Thursday, August 25, 2011

Cartagena, Spain

The history here is long and rich indeed. The city is on a site selected by Hasdrubal, brother-in-law to Hannibal of elephant fame. In 219BC Hannibal brought his armies (and elephants) to Iberia and captured Roman-allied Saguntum (Sagunto). It was the Second Punic War (Carthage vs. Rome) and even though Hannibal was initially victorious, the war ended with his decisive defeat at Zama near Carthage in 202BC.
 We are off on our own to discover this beautiful town. At the dock we meet up with Trevor and Frieda, our dinner mates and decide to tag along with them for a bit.
 I happen upon a 2E store. Reminds me of our $1 stores back home. 10E later I leave with a bag containing earrings to go with my Halloween costume, 2 bracelets made of polished stones and beads, a suede cowboy hat for Lee Anne to wear with her summer dresses and a nickel silver cuff bracelet that looks quite expensive.  I receive comments on the cuff every time I wear it.
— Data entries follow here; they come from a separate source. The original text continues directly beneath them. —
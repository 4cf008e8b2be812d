//! Reading of SnapGene `.dna` files.
//!
//! A SnapGene file is a sequence of packets, each made of a one byte packet
//! type, a big-endian `u32` payload length and the payload.  The first packet
//! is the cookie (type `0x09`) starting with `SnapGene`; the DNA packet (type
//! `0x00`) holds a topology flag byte followed by the sequence.

use std::{
    fs::File,
    io::{BufReader, ErrorKind, Read},
    path::Path,
};

use byteorder::{BigEndian, ReadBytesExt};

use super::record::SequenceRecord;
use crate::{common::file_stem_string, err::ConvertError};

const PACKET_DNA: u8 = 0x00;
const PACKET_COOKIE: u8 = 0x09;
const COOKIE_MAGIC: &[u8] = b"SnapGene";

/// The DNA packet of a SnapGene file.
#[derive(Debug, Clone, PartialEq, Eq)]
pub struct SnapGeneDna {
    pub sequence: Vec<u8>,
    pub circular: bool,
}

/// Read the SnapGene file at `path` as one record named after the file stem.
pub fn read_records(path: &Path) -> Result<Vec<SequenceRecord>, anyhow::Error> {
    let dna = parse(BufReader::new(File::open(path)?))?;
    let topology = if dna.circular { "circular" } else { "linear" };
    Ok(vec![SequenceRecord::new(
        &file_stem_string(path),
        Some(topology),
        &dna.sequence,
    )])
}

/// Parse the packet stream from `reader` and return the first DNA packet.
pub fn parse<R>(mut reader: R) -> Result<SnapGeneDna, anyhow::Error>
where
    R: Read,
{
    let mut seen_cookie = false;
    let mut dna = None;

    loop {
        let packet_type = match reader.read_u8() {
            Ok(packet_type) => packet_type,
            Err(e) if e.kind() == ErrorKind::UnexpectedEof => break,
            Err(e) => return Err(e.into()),
        };
        if !seen_cookie && packet_type != PACKET_COOKIE {
            return Err(ConvertError::NotSnapGene.into());
        }
        let len = reader
            .read_u32::<BigEndian>()
            .map_err(|_| ConvertError::TruncatedPacket { packet_type })?;
        let mut payload = Vec::new();
        reader
            .by_ref()
            .take(u64::from(len))
            .read_to_end(&mut payload)?;
        if payload.len() != len as usize {
            return Err(ConvertError::TruncatedPacket { packet_type }.into());
        }

        if !seen_cookie {
            if !payload.starts_with(COOKIE_MAGIC) {
                return Err(ConvertError::NotSnapGene.into());
            }
            seen_cookie = true;
            continue;
        }

        if packet_type == PACKET_DNA && dna.is_none() {
            let (flags, sequence) = payload
                .split_first()
                .ok_or(ConvertError::TruncatedPacket { packet_type })?;
            dna = Some(SnapGeneDna {
                sequence: sequence.to_vec(),
                circular: flags & 0x01 != 0,
            });
        } else {
            tracing::trace!("skipping SnapGene packet {:#04x} ({} bytes)", packet_type, len);
        }
    }

    if !seen_cookie {
        return Err(ConvertError::NotSnapGene.into());
    }
    dna.ok_or_else(|| ConvertError::MissingDnaPacket.into())
}

#[cfg(test)]
mod test {
    use pretty_assertions::assert_eq;

    use super::*;
    use crate::common::fixtures::snapgene_bytes;

    #[test]
    fn parse_circular() -> Result<(), anyhow::Error> {
        let bytes = snapgene_bytes("ATGCATGC", true)?;

        let dna = parse(bytes.as_slice())?;

        assert_eq!(
            dna,
            SnapGeneDna {
                sequence: b"ATGCATGC".to_vec(),
                circular: true,
            }
        );

        Ok(())
    }

    #[test]
    fn read_records_linear() -> Result<(), anyhow::Error> {
        let tmp_dir = temp_testdir::TempDir::default();
        let path = tmp_dir.join("pTEST.dna");
        std::fs::write(&path, snapgene_bytes("GGGAAATTTCCC", false)?)?;

        let records = read_records(&path)?;

        assert_eq!(
            records,
            vec![SequenceRecord::new("pTEST", Some("linear"), b"GGGAAATTTCCC")]
        );

        Ok(())
    }

    #[test]
    fn parse_rejects_non_snapgene() {
        let err = parse(b"LOCUS  something".as_slice()).unwrap_err();
        assert_eq!(
            err.downcast_ref::<ConvertError>(),
            Some(&ConvertError::NotSnapGene)
        );

        let err = parse(b"".as_slice()).unwrap_err();
        assert_eq!(
            err.downcast_ref::<ConvertError>(),
            Some(&ConvertError::NotSnapGene)
        );
    }

    #[test]
    fn parse_missing_dna_packet() -> Result<(), anyhow::Error> {
        let bytes = snapgene_bytes("ACGT", false)?;
        // keep only the cookie packet (1 + 4 + 14 bytes)
        let err = parse(&bytes[..19]).unwrap_err();

        assert_eq!(
            err.downcast_ref::<ConvertError>(),
            Some(&ConvertError::MissingDnaPacket)
        );

        Ok(())
    }

    #[test]
    fn parse_truncated_packet() -> Result<(), anyhow::Error> {
        let bytes = snapgene_bytes("ACGTACGT", false)?;
        // cut into the DNA packet payload
        let err = parse(&bytes[..27]).unwrap_err();

        assert_eq!(
            err.downcast_ref::<ConvertError>(),
            Some(&ConvertError::TruncatedPacket { packet_type: 0x00 })
        );

        Ok(())
    }
}
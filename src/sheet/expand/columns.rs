//! Explicit mapping of the worksheet columns read by `sheet expand`.

use std::{fmt, str::FromStr};

use crate::err::SheetError;

/// Prefix of a column reference that names a header instead of a letter.
const HEADER_PREFIX: &str = "header:";
/// Largest column index in a worksheet (`XFD`).
const MAX_COLUMN: u32 = 16_383;

/// Reference to a worksheet column, by letter or by header name.
#[derive(Debug, Clone, PartialEq, Eq)]
pub enum ColumnRef {
    /// 0-based column index, given as letters (`A`, `B`, ..., `AA`).
    Letter(u32),
    /// Header text in the header row.
    Header(String),
}

impl FromStr for ColumnRef {
    type Err = SheetError;

    fn from_str(s: &str) -> Result<Self, Self::Err> {
        if let Some(header) = s.strip_prefix(HEADER_PREFIX) {
            let header = header.trim();
            if header.is_empty() {
                return Err(SheetError::InvalidColumn {
                    spec: s.to_string(),
                });
            }
            Ok(ColumnRef::Header(header.to_string()))
        } else {
            letters_to_index(s).map(ColumnRef::Letter)
        }
    }
}

impl fmt::Display for ColumnRef {
    fn fmt(&self, f: &mut fmt::Formatter<'_>) -> fmt::Result {
        match self {
            ColumnRef::Letter(index) => write!(f, "{}", index_to_letters(*index)),
            ColumnRef::Header(header) => write!(f, "{}{}", HEADER_PREFIX, header),
        }
    }
}

/// Convert column letters to a 0-based index (`A` → 0, `AA` → 26).
pub fn letters_to_index(s: &str) -> Result<u32, SheetError> {
    let invalid = || SheetError::InvalidColumn {
        spec: s.to_string(),
    };
    let letters = s.trim();
    if letters.is_empty() || letters.len() > 3 {
        return Err(invalid());
    }
    let mut value = 0u32;
    for c in letters.chars() {
        if !c.is_ascii_alphabetic() {
            return Err(invalid());
        }
        value = value * 26 + (c.to_ascii_uppercase() as u32 - 'A' as u32 + 1);
    }
    let index = value - 1;
    if index > MAX_COLUMN {
        return Err(invalid());
    }
    Ok(index)
}

/// Convert a 0-based column index to letters.
pub fn index_to_letters(index: u32) -> String {
    let mut n = index + 1;
    let mut letters = Vec::new();
    while n > 0 {
        let rem = (n - 1) % 26;
        letters.push((b'A' + rem as u8) as char);
        n = (n - 1) / 26;
    }
    letters.iter().rev().collect()
}

/// The six columns of a sample row.
#[derive(Debug, Clone, PartialEq, Eq)]
pub struct ColumnLayout {
    pub customer_name: ColumnRef,
    pub sample_name: ColumnRef,
    pub barcode: ColumnRef,
    pub size: ColumnRef,
    pub reference_name: ColumnRef,
    pub sample_type: ColumnRef,
}

impl Default for ColumnLayout {
    fn default() -> Self {
        Self {
            customer_name: ColumnRef::Letter(1),
            sample_name: ColumnRef::Letter(2),
            barcode: ColumnRef::Letter(3),
            size: ColumnRef::Letter(6),
            reference_name: ColumnRef::Letter(7),
            sample_type: ColumnRef::Letter(8),
        }
    }
}

/// Column indices after resolving a `ColumnLayout` against a header row.
#[derive(Debug, Clone, Copy, PartialEq, Eq)]
pub struct ResolvedColumns {
    pub customer_name: u32,
    pub sample_name: u32,
    pub barcode: u32,
    pub size: u32,
    pub reference_name: u32,
    pub sample_type: u32,
}

impl ResolvedColumns {
    pub fn all(&self) -> [u32; 6] {
        [
            self.customer_name,
            self.sample_name,
            self.barcode,
            self.size,
            self.reference_name,
            self.sample_type,
        ]
    }
}

impl ColumnLayout {
    /// Resolve against `header_row` (indexed by column) and validate that no
    /// column is used twice.
    pub fn resolve(&self, header_row: &[String]) -> Result<ResolvedColumns, SheetError> {
        let resolve_one = |column: &ColumnRef| -> Result<u32, SheetError> {
            match column {
                ColumnRef::Letter(index) => Ok(*index),
                ColumnRef::Header(header) => {
                    let wanted = header.trim().to_lowercase();
                    let mut found = header_row
                        .iter()
                        .enumerate()
                        .filter(|(_, text)| text.trim().to_lowercase() == wanted)
                        .map(|(index, _)| index as u32);
                    match (found.next(), found.next()) {
                        (Some(index), None) => Ok(index),
                        (None, _) => Err(SheetError::HeaderNotFound {
                            header: header.clone(),
                        }),
                        (Some(_), Some(_)) => Err(SheetError::AmbiguousHeader {
                            header: header.clone(),
                        }),
                    }
                }
            }
        };

        let resolved = ResolvedColumns {
            customer_name: resolve_one(&self.customer_name)?,
            sample_name: resolve_one(&self.sample_name)?,
            barcode: resolve_one(&self.barcode)?,
            size: resolve_one(&self.size)?,
            reference_name: resolve_one(&self.reference_name)?,
            sample_type: resolve_one(&self.sample_type)?,
        };

        let all = resolved.all();
        for (i, column) in all.iter().enumerate() {
            if all[..i].contains(column) {
                return Err(SheetError::DuplicateColumn {
                    column: index_to_letters(*column),
                });
            }
        }

        Ok(resolved)
    }
}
Cobbled streets, Roman ruins, even relics from the Phoenicians all contribute to the long and rich history here. We trek through winding wide avenues and small alleyways in search of nothing in particular. We are just enjoying the excellent sunshine and mild breeze blowing in from the harbor.

Trevor and Frieda take in a church and a mass. We decide to make our way to Plaza de San Francisco (San Francisco Square). On our way we happen upon what appears to be an archaeological dig in the middle of an old residential area. We can see through the fence what appears at first to be caves. Then on down, alleys and building walls well below what is now street level appear. It is not until later that we understand what we are seeing.

After leaving the square we happen on Trevor and Frieda again and get to hear about the beautiful cathedral they visited. We join them for a cup of coffee at a quaint sidewalk cafe where I obtain a coffee cup from a very friendly waiter who even brings me a bag to put it in. Afterward we continue on our leisurely stroll of Cartagena with no direct destination in mind.

We arrive at the Museo TeatRomano de Cartagena (Roman Theater Museum). This theater was built in the late 1st century BC and still retains its’ excellent acoustics. One can speak in a normal voice from anywhere inside and be heard with concise clarity. Small parts have been restored to what the original probably looked like to help the visitor imagine what a wonderful place it must have been. Now we realize that the excavation we saw earlier is actually part of this city during Roman times. This was the most well spent E4 (senior price - regular was only E5) we have ever spent and we were extremely happy we had decided to see it.

We start heading back to port and stop at a whardfside bistro for a cool drink since the day has turned out quite warm. There I offer to purchase another coffee cup but the manager is a young man who seems to think that all American tourists will pay anything for what they want. He started his price at 20E!! Then to my misfortune Trevor decided to try and help me negotiate by saying I might pay 10E! Trevor and I have now come to an understanding, He will not help negotiate prices and I will not threaten to make Frieda a widow. For the rest of the trip we laugh about this incident. I declined to purchase the cup by the way.
On the way back to the ship there are an abundance of tall palm trees. While looking at them we notice that the stumps of the removed fronds are different colors and comment on why this was. We speculate that perhaps they paint them with something to prevent disease or leaking sap of some kind. Later we discover they are not painted at all. In fact it was parrots in a riot of colors perched on the stubs of the removed fronds. There were hundreds of them!